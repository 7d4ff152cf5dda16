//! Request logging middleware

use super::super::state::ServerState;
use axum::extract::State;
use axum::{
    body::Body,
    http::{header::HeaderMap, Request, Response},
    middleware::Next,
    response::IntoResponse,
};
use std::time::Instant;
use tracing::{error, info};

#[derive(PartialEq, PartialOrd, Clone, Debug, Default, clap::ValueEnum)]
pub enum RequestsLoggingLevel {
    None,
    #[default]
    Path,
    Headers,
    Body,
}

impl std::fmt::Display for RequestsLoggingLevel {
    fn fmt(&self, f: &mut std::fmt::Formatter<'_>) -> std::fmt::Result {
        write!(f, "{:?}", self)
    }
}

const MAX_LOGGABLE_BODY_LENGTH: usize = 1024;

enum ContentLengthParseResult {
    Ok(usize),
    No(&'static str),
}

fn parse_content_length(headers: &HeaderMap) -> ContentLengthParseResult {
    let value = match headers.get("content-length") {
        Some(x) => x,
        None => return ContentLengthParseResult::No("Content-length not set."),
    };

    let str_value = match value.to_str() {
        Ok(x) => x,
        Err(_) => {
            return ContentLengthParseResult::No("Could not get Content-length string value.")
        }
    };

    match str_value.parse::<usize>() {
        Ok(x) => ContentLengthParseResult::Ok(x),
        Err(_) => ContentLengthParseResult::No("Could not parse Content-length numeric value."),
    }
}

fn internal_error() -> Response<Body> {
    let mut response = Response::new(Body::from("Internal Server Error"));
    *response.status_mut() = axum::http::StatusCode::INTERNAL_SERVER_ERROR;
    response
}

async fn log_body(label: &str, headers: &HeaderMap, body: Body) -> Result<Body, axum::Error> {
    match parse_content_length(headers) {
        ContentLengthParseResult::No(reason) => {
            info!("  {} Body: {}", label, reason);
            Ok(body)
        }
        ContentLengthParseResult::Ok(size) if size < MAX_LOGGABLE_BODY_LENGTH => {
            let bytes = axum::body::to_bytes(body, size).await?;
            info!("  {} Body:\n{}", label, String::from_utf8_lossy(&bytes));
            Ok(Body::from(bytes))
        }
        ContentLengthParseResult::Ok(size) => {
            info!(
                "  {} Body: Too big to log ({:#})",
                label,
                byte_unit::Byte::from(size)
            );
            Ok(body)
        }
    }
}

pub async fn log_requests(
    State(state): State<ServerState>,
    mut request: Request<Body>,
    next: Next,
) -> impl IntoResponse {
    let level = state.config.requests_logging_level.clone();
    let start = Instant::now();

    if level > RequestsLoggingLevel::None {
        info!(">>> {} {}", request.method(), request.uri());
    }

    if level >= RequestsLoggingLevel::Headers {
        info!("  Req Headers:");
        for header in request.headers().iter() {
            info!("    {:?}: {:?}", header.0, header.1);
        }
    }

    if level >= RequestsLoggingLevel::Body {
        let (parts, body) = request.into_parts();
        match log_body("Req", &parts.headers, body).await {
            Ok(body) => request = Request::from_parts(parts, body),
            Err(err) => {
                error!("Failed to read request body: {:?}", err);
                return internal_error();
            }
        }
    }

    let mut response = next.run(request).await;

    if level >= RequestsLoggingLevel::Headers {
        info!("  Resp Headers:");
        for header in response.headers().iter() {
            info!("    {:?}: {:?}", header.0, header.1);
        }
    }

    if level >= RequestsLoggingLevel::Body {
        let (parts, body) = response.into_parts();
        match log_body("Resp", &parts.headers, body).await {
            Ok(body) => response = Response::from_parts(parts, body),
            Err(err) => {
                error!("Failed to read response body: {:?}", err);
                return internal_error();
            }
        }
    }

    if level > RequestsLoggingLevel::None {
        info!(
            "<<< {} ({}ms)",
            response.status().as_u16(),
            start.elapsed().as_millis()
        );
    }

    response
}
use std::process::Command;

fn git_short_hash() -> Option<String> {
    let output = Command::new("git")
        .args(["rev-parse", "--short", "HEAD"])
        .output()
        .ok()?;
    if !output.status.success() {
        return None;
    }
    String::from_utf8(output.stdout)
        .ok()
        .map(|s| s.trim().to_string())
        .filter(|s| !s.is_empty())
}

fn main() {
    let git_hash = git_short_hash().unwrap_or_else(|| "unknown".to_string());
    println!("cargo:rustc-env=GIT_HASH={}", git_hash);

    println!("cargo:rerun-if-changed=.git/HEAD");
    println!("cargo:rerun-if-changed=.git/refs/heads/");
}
_ _ _ _ _ _ _
> **YOUR OBJECTIVE**: Report every line containing the string "ServerState" in the material.

> **SOLUTION FOR THIS EXERCISE**:
use super::super::state::ServerState;
    State(state): State<ServerState>,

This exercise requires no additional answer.